The ISA makes note of certain risks that may be of particular relevance to financial reporting and risks that can arise or change due to circumstances.

Information systems These systems are normally considered the ‘formal’ financial reporting controls of the entity.

The ISA gives a technical definition of what an information system relating to financial reporting encompasses. To paraphrase the ISA the financial reporting system, enabling the entity to produce complete and accurate financial information (and ultimately financial statements), covers those recording and reporting systems, manual or computerised, designed to initiate, record, process and report transactions and to maintain the accounting records for assets, liabilities and equity.

The information system covers not just the trial balance and journals, but also items such as purchase and sales orders, debtor statements, fixed asset cards, which are integral parts of the financial reporting system.

Communication relates to the flow of information between personnel, which again might be formalised in policies, e.g. the reporting of unusual transactions as they occur; or informal, e.g. regular conversations between a financial controller and the staff within a department.

Control activities These are the acts that are undertaken to ensure that management's reactions to assessed risks are executed.

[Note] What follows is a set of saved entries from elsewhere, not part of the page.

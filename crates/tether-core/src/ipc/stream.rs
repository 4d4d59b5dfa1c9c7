//! Client side of a one-way stream over a dedicated IPC connection.

use super::client::connect_stream;
use super::protocol::{read_frame, write_message, IpcRequest, IpcResponse, STREAM_END, STREAM_ITEM};
use crate::{Result, TetherError};
use serde::Serialize;
use std::time::Duration;
use tokio::net::tcp::{OwnedReadHalf, OwnedWriteHalf};

/// An open stream. Items are sent with [`send`](Self::send); the server's
/// single reply is collected by [`finish`](Self::finish).
#[derive(Debug)]
pub struct IpcStream {
    reader: OwnedReadHalf,
    writer: OwnedWriteHalf,
    addr: String,
}

impl IpcStream {
    /// Connect to `addr` and open a stream with `method`.
    pub async fn open(
        addr: &str,
        method: &str,
        params: serde_json::Value,
        connect_timeout: Duration,
    ) -> Result<Self> {
        let stream = connect_stream(addr, connect_timeout).await?;
        let (reader, mut writer) = stream.into_split();
        write_message(&mut writer, &IpcRequest::new(method, params, 1)).await?;
        Ok(Self {
            reader,
            writer,
            addr: addr.to_string(),
        })
    }

    /// Send one item.
    pub async fn send<T: Serialize + ?Sized>(&mut self, item: &T) -> Result<()> {
        let note = IpcRequest::notification(STREAM_ITEM, serde_json::to_value(item)?);
        write_message(&mut self.writer, &note).await
    }

    /// Close the stream and wait up to `timeout` for the server's reply.
    pub async fn finish(mut self, timeout: Duration) -> Result<serde_json::Value> {
        let end = IpcRequest::notification(STREAM_END, serde_json::Value::Null);
        write_message(&mut self.writer, &end).await?;

        let frame = tokio::time::timeout(timeout, read_frame(&mut self.reader))
            .await
            .map_err(|_| TetherError::Timeout(timeout))??
            .ok_or_else(|| TetherError::ConnectionLost {
                addr: self.addr.clone(),
            })?;

        let response: IpcResponse = serde_json::from_slice(&frame)?;
        response.into_result()
    }
}
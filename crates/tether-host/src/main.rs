//! Tether Host - launches plugin executables and supervises them.
//!
//! Starts the host's RPC server, starts every plugin named on the command
//! line and runs until Ctrl-C. The bound address is printed to stdout as
//! `TETHER_HOST_ADDRESS=<addr>` so wrapping tools can find it.

mod cli;

use anyhow::Result;
use clap::Parser;
use cli::Args;
use std::path::PathBuf;
use tether_core::singleton::PrimaryInstance;
use tether_core::{
    check_single_instance, CancellationToken, CommandMessage, InstanceRole, PluginHost,
    SingletonConfig,
};
use tracing::{debug, error, info, warn};
use tracing_subscriber::EnvFilter;

const APP_NAME: &str = "tether-host";

fn init_logging(debug: bool, json: bool) {
    let default_level = if debug { "debug" } else { "info" };
    let filter =
        EnvFilter::try_from_default_env().unwrap_or_else(|_| EnvFilter::new(default_level));
    let builder = tracing_subscriber::fmt()
        .with_env_filter(filter)
        .with_target(false)
        .with_writer(std::io::stderr);
    if json {
        builder.json().init();
    } else {
        builder.compact().init();
    }
}

async fn start_plugins(host: &PluginHost, paths: &[PathBuf]) {
    for path in paths {
        match host.start_plugin_by_path(path).await {
            Ok(id) => info!(plugin_id = %id, path = %path.display(), "Started plugin"),
            Err(e) => error!(path = %path.display(), "Failed to start plugin: {}", e),
        }
    }
}

/// Start plugins named by later invocations until `stop` fires, then
/// release the single-instance claim.
async fn forward_commands(
    host: PluginHost,
    mut instance: PrimaryInstance,
    stop: CancellationToken,
) {
    loop {
        let command = tokio::select! {
            command = instance.recv() => command,
            _ = stop.cancelled() => None,
        };
        let Some(command) = command else {
            break;
        };
        info!(pid = command.pid, "Received plugins from another instance");
        let forwarded =
            Args::try_parse_from(std::iter::once(APP_NAME.to_string()).chain(command.args));
        let paths: Vec<PathBuf> = match forwarded {
            Ok(forwarded) => forwarded
                .plugins
                .into_iter()
                .map(|p| command.work_dir.join(p))
                .collect(),
            Err(e) => {
                warn!("Ignoring forwarded command line: {}", e);
                continue;
            }
        };
        start_plugins(&host, &paths).await;
    }
    instance.close();
    debug!("Single-instance listener closed");
}

#[tokio::main]
async fn main() -> Result<()> {
    let args = Args::parse();
    init_logging(args.debug, args.json_logs);

    let config = args.host_config()?;

    let mut primary = None;
    if args.single_instance {
        let singleton = SingletonConfig::new(APP_NAME);
        match check_single_instance(&singleton, CommandMessage::current()).await? {
            InstanceRole::Secondary { accepted } => {
                if accepted {
                    info!("Forwarded plugins to the running host");
                } else {
                    warn!("Running host is busy; plugins were not forwarded");
                }
                return Ok(());
            }
            InstanceRole::Primary(instance) => primary = Some(instance),
        }
    }

    info!("Starting tether host");
    let host = PluginHost::new(config);
    let address = host.start().await?;

    // Intentional stdout for tooling that launches the host
    println!("TETHER_HOST_ADDRESS={}", address);

    start_plugins(&host, &args.plugins).await;

    let forwarding = primary.take().map(|instance| {
        let stop = CancellationToken::new();
        let task = tokio::spawn(forward_commands(host.clone(), instance, stop.clone()));
        (stop, task)
    });

    host.wait().await;
    info!("Shutdown signal received");

    if let Some((stop, task)) = forwarding {
        stop.cancel();
        if let Err(e) = task.await {
            warn!("Forwarded command listener failed: {}", e);
        }
    }
    host.stop().await;

    Ok(())
}

#[cfg(test)]
mod tests {
    use super::*;
    use std::time::Duration;
    use tether_core::HostConfig;

    #[tokio::test]
    async fn test_forwarding_listener_is_joined_on_shutdown() {
        let singleton = SingletonConfig::new(format!("tether-host-forwarding-{}", std::process::id()));
        let InstanceRole::Primary(instance) =
            check_single_instance(&singleton, CommandMessage::current()).await.unwrap()
        else {
            panic!("first claim must be primary");
        };

        let host = PluginHost::new(HostConfig::default());
        let stop = CancellationToken::new();
        let task = tokio::spawn(forward_commands(host.clone(), instance, stop.clone()));

        let forwarded = CommandMessage {
            args: vec!["./missing-plugin".to_string()],
            ..CommandMessage::current()
        };
        let role = check_single_instance(&singleton, forwarded).await.unwrap();
        assert!(matches!(role, InstanceRole::Secondary { accepted: true }));

        stop.cancel();
        tokio::time::timeout(Duration::from_secs(5), task)
            .await
            .expect("listener must finish once stopped")
            .unwrap();
        assert!(host.list_plugins().is_empty());
    }
}
//! Plugin process supervision: start, stop, exit monitoring, heartbeat
//! sweeps, connect-back and the restart policy.

use super::state::HostState;
use crate::config::TimeoutConfig;
use crate::error::{Result, TetherError};
use crate::process::{ExitReport, LaunchSpec, PluginProcess, ProcessHandle};
use crate::registry::{PluginRecord, PluginStatus};
use crate::rpc::PluginClient;
use chrono::{DateTime, Utc};
use std::net::{IpAddr, Ipv4Addr, SocketAddr};
use std::sync::Arc;
use tokio::time::MissedTickBehavior;
use tracing::{debug, error, info, warn};

#[derive(Debug, Clone, Copy, PartialEq, Eq)]
pub(crate) enum StartMode {
    /// Requested by a caller; resets the restart counter.
    Explicit,
    /// Scheduled by the restart policy; only proceeds from `crashed`.
    Restart,
}

enum ExitTrigger {
    Exited(Result<ExitReport>),
    Kill,
    Shutdown,
}

impl HostState {
    /// Spawn the plugin's process and move its record to `starting`.
    pub(crate) async fn start_sequence(self: &Arc<Self>, id: &str, mode: StartMode) -> Result<()> {
        let host_address = self.address().ok_or_else(|| TetherError::Config {
            message: "host server is not started".to_string(),
        })?;
        if self.cancel.is_cancelled() {
            return Err(TetherError::Cancelled);
        }

        let token = uuid::Uuid::new_v4().to_string();
        let path = self.registry.try_update(id, |r| {
            match r.status {
                PluginStatus::Crashed => {}
                // Stopped or started by someone else during the backoff
                _ if mode == StartMode::Restart => return Err(TetherError::Cancelled),
                PluginStatus::Running | PluginStatus::Starting => {
                    return Err(TetherError::PluginAlreadyRunning { id: r.id.clone() });
                }
                _ => {}
            }
            r.transition(PluginStatus::Starting)?;
            if mode == StartMode::Explicit {
                r.restart_count = 0;
            }
            r.launch_token = Some(token.clone());
            r.start_time = Some(Utc::now());
            r.last_heartbeat = None;
            r.port = 0;
            r.client = None;
            r.process = None;
            Ok(r.path.clone())
        })?;

        let spec = LaunchSpec {
            plugin_id: id.to_string(),
            path: path.clone(),
            host_address: host_address.to_string(),
            launch_token: token.clone(),
            log_file: self
                .config
                .log_dir
                .as_ref()
                .map(|dir| dir.join(format!("{}.log", id))),
        };

        let mut process = match self.launcher.spawn(&spec).await {
            Ok(process) => process,
            Err(e) => {
                error!(plugin_id = %id, path = %path.display(), "Failed to start plugin: {}", e);
                self.registry.update(id, |r| {
                    if r.launch_token.as_deref() == Some(token.as_str()) {
                        let _ = r.transition(PluginStatus::Error);
                        r.launch_token = None;
                    }
                });
                return Err(e);
            }
        };

        let handle = ProcessHandle::new(process.pid());
        let attached = self
            .registry
            .update(id, |r| {
                let current = r.launch_token.as_deref() == Some(token.as_str())
                    && r.status == PluginStatus::Starting;
                if current {
                    r.process = Some(handle.clone());
                }
                current
            })
            .unwrap_or(false);

        if !attached {
            warn!(plugin_id = %id, "Plugin was stopped while launching; killing new process");
            if let Err(e) = process.kill().await {
                warn!(plugin_id = %id, "Failed to kill abandoned process: {}", e);
            }
            return Err(TetherError::Cancelled);
        }

        info!(plugin_id = %id, pid = ?handle.pid(), "Plugin process started");

        let state = self.clone();
        let id = id.to_string();
        self.spawn_task(async move { state.monitor_process(id, token, handle, process).await });
        Ok(())
    }

    /// Close the plugin's connection, kill its process and mark it `stopped`.
    pub(crate) async fn stop_sequence(self: &Arc<Self>, id: &str) -> Result<()> {
        let process = self.registry.try_update(id, |r| match r.status {
            PluginStatus::Stopped | PluginStatus::Stopping => Ok(None),
            PluginStatus::Starting | PluginStatus::Running => {
                r.transition(PluginStatus::Stopping)?;
                r.client = None;
                Ok(Some(r.process.clone()))
            }
            PluginStatus::Crashed | PluginStatus::Error => {
                r.transition(PluginStatus::Stopped)?;
                r.launch_token = None;
                Ok(Some(r.process.take()))
            }
        })?;

        let Some(process) = process else {
            debug!(plugin_id = %id, "Plugin already stopped");
            return Ok(());
        };

        info!(plugin_id = %id, "Stopping plugin");
        if let Some(process) = process {
            process.request_kill();
            if !process.wait_exit(TimeoutConfig::PROCESS_STOP).await {
                warn!(plugin_id = %id, pid = ?process.pid(), "Plugin process did not exit in time");
            }
        }

        // The monitor normally does this on exit; covers a missing or stuck process
        self.registry.update(id, |r| {
            if r.status == PluginStatus::Stopping {
                let _ = r.transition(PluginStatus::Stopped);
                r.process = None;
                r.launch_token = None;
            }
        });
        Ok(())
    }

    /// Own `process` until it exits, then apply the exit to the record.
    async fn monitor_process(
        self: Arc<Self>,
        id: String,
        token: String,
        handle: ProcessHandle,
        mut process: Box<dyn PluginProcess>,
    ) {
        let trigger = tokio::select! {
            result = process.wait() => ExitTrigger::Exited(result),
            _ = handle.kill_requested().cancelled() => ExitTrigger::Kill,
            _ = self.cancel.cancelled() => ExitTrigger::Shutdown,
        };

        let host_shutdown = matches!(trigger, ExitTrigger::Shutdown);
        let report = match trigger {
            ExitTrigger::Exited(result) => result,
            ExitTrigger::Kill | ExitTrigger::Shutdown => {
                if let Err(e) = process.kill().await {
                    warn!(plugin_id = %id, "Failed to kill plugin process: {}", e);
                }
                process.wait().await
            }
        };
        handle.mark_exited();

        match &report {
            Ok(report) => debug!(plugin_id = %id, code = ?report.code, "Plugin process exited"),
            Err(e) => warn!(plugin_id = %id, "Lost track of plugin process: {}", e),
        }

        self.on_process_exit(&id, &token, host_shutdown);
    }

    fn on_process_exit(self: &Arc<Self>, id: &str, token: &str, host_shutdown: bool) {
        let crashed = self
            .registry
            .update(id, |r| {
                if r.launch_token.as_deref() != Some(token) {
                    // An older process of a plugin that has since been restarted
                    return false;
                }
                r.process = None;
                match r.status {
                    PluginStatus::Stopping => {
                        let _ = r.transition(PluginStatus::Stopped);
                        r.launch_token = None;
                        false
                    }
                    PluginStatus::Starting | PluginStatus::Running if host_shutdown => {
                        let _ = r.transition(PluginStatus::Stopping);
                        let _ = r.transition(PluginStatus::Stopped);
                        r.launch_token = None;
                        false
                    }
                    PluginStatus::Starting | PluginStatus::Running => {
                        r.transition(PluginStatus::Crashed).is_ok()
                    }
                    _ => false,
                }
            })
            .unwrap_or(false);

        if crashed {
            warn!(plugin_id = %id, "Plugin process exited unexpectedly");
            self.handle_crash(id);
        }
    }

    /// Apply the restart policy to a `crashed` plugin.
    pub(crate) fn handle_crash(self: &Arc<Self>, id: &str) {
        let attempt = self
            .registry
            .update(id, |r| {
                if r.status != PluginStatus::Crashed
                    || self.cancel.is_cancelled()
                    || !r.can_auto_restart()
                {
                    return None;
                }
                r.restart_count += 1;
                Some((r.restart_count, r.max_restarts, r.process.take()))
            })
            .flatten();

        let Some((attempt, max_restarts, old_process)) = attempt else {
            if let Some(record) = self.registry.get(id) {
                if record.status == PluginStatus::Crashed {
                    warn!(
                        plugin_id = %id,
                        restart_count = record.restart_count,
                        "Plugin left crashed; restart budget exhausted or auto-restart disabled"
                    );
                }
            }
            return;
        };

        info!(
            plugin_id = %id,
            attempt,
            max_restarts,
            "Scheduling plugin restart in {:?}",
            self.config.restart_backoff
        );

        let state = self.clone();
        let id = id.to_string();
        let backoff = self.config.restart_backoff;
        self.spawn_task(async move {
            if let Some(old) = old_process {
                old.request_kill();
                old.wait_exit(TimeoutConfig::PROCESS_STOP).await;
            }
            tokio::select! {
                _ = tokio::time::sleep(backoff) => {}
                _ = state.cancel.cancelled() => return,
            }
            match state.start_sequence(&id, StartMode::Restart).await {
                Ok(()) => info!(plugin_id = %id, attempt, "Plugin restarted"),
                Err(TetherError::Cancelled) => debug!(plugin_id = %id, "Restart abandoned"),
                Err(e) => error!(plugin_id = %id, "Plugin restart failed: {}", e),
            }
        });
    }

    /// Declare every `running` plugin with a stale heartbeat crashed.
    ///
    /// Returns the IDs that were marked crashed.
    pub(crate) fn sweep_heartbeats(self: &Arc<Self>, now: DateTime<Utc>) -> Vec<String> {
        let deadline = self.config.heartbeat_deadline();
        let is_stale = |r: &PluginRecord| {
            r.status == PluginStatus::Running
                && r.last_heartbeat
                    .or(r.start_time)
                    .map(|last| (now - last).to_std().unwrap_or_default() > deadline)
                    .unwrap_or(false)
        };

        let candidates: Vec<String> = self
            .registry
            .list()
            .into_iter()
            .filter(|r| is_stale(r))
            .map(|r| r.id)
            .collect();

        let mut crashed = Vec::new();
        for id in candidates {
            // Re-check under the write lock; a heartbeat may have landed meanwhile
            let process = self
                .registry
                .update(&id, |r| {
                    if !is_stale(r) {
                        return None;
                    }
                    r.transition(PluginStatus::Crashed).ok()?;
                    Some(r.process.clone())
                })
                .flatten();

            let Some(process) = process else { continue };
            warn!(plugin_id = %id, "Heartbeat timeout; marking plugin crashed");
            if let Some(process) = process {
                process.request_kill();
            }
            self.handle_crash(&id);
            crashed.push(id);
        }
        crashed
    }

    /// Dial back to a freshly registered plugin and promote it to `running`.
    pub(crate) async fn connect_back(self: Arc<Self>, id: String, token: Option<String>, port: u16) {
        tokio::select! {
            _ = tokio::time::sleep(self.config.connect_settle_delay) => {}
            _ = self.cancel.cancelled() => return,
        }

        let address = SocketAddr::new(IpAddr::V4(Ipv4Addr::LOCALHOST), port).to_string();
        let is_current = |r: &PluginRecord| {
            r.launch_token == token && r.port == port && r.status.is_active()
        };

        match PluginClient::connect(&address).await {
            Ok(client) => {
                let client = Arc::new(client);
                let promoted = self
                    .registry
                    .update(&id, |r| {
                        if !is_current(r) {
                            return false;
                        }
                        if r.status == PluginStatus::Starting
                            && r.transition(PluginStatus::Running).is_err()
                        {
                            return false;
                        }
                        r.client = Some(client.clone());
                        r.last_heartbeat = Some(Utc::now());
                        true
                    })
                    .unwrap_or(false);

                if promoted {
                    info!(plugin_id = %id, address = %address, "Plugin running");
                } else {
                    debug!(plugin_id = %id, "Discarding connection to superseded plugin instance");
                }
            }
            Err(e) => {
                error!(plugin_id = %id, address = %address, "Failed to connect to plugin: {}", e);
                let outcome = self
                    .registry
                    .update(&id, |r| {
                        if !is_current(r) {
                            return None;
                        }
                        let next = if r.status == PluginStatus::Starting {
                            PluginStatus::Error
                        } else {
                            PluginStatus::Crashed
                        };
                        r.transition(next).ok()?;
                        Some((next, r.process.clone()))
                    })
                    .flatten();

                if let Some((status, process)) = outcome {
                    if let Some(process) = process {
                        process.request_kill();
                    }
                    if status == PluginStatus::Crashed {
                        self.handle_crash(&id);
                    }
                }
            }
        }
    }
}

/// Periodic heartbeat sweep; runs until the host is cancelled.
pub(crate) async fn heartbeat_sweep(state: Arc<HostState>) {
    let mut ticker = tokio::time::interval(state.config.heartbeat_interval);
    ticker.set_missed_tick_behavior(MissedTickBehavior::Delay);
    // The first tick completes immediately
    ticker.tick().await;

    loop {
        tokio::select! {
            _ = ticker.tick() => {
                state.sweep_heartbeats(Utc::now());
            }
            _ = state.cancel.cancelled() => break,
        }
    }
    debug!("Heartbeat sweep stopped");
}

Control activities would cover the policies, procedures and processes that make the operation of the controls formal, e.g. if the organisation has a policy in relation to bank reconciliations, the production, review and follow-up action taken and evidenced in respect of the same.

The ISA gives several examples of relevant control activities: - Performance reviews - review and comparison by management of actual compared to budget or forecast, consideration of the significance of variation and the determination of action. - Information processing - controls to ensure the accuracy, completeness and authorisation of transactions. An example would be policies to ensure that users could not access or change programs to override controls or erase or introduce transactions without a proper record being kept. - Physical controls - these would comprise the physical actions to protect an entity's assets (e.g. securing of assets and protection against theft or fire, e.g. keeping keys of trucks secure when not in use and ensuring adequate insurance is provided) and information (e.g. ensuring anti-virus and firewall software is installed and kept up to date and original and back-up computer files are safely stored). - Segregation of duties - the separation of functions within the same accounting process. In the case of smaller entities this may involve the separation of the authorisation and review functions from the initiation and processing.

Monitoring of Controls Management should consider whether controls are operating as intended and when conditions change whether changes in controls are appropriate. An example of this would be management's review of bank reconciliations and an upgrade in the level of review when a new electronic payments system is introduced. Where a control is not operating effectively, e.g. if a control is not effective in minimising a risk to an acceptable level, an appropriate change should be introduced. This could be viewed as the ‘feedback loop’, an essential element of any control system.

INTERNAL CONTROL & EXTERNAL AUDIT The ISA requires updated audit planning from the auditors focussing on obtaining an understanding and documenting of the business and its environment, and the particular factors present that may give rise to a risk of material misstatement in the financial statements.

This will result in the external auditor updating their documentation of the systems and controls of a business and asking more specific questions of the directors and managers of a business. The auditor will obtain an understanding of the internal controls present (or the absence of the same) in the business, regardless of whether a formal internal control system is in place or whether the auditor intends to rely on them.

The end result is that many more questions will be asked by the auditor and more demands placed on management time. Obviously if management have already updated their own internal documentation and processes, this will minimise those demands.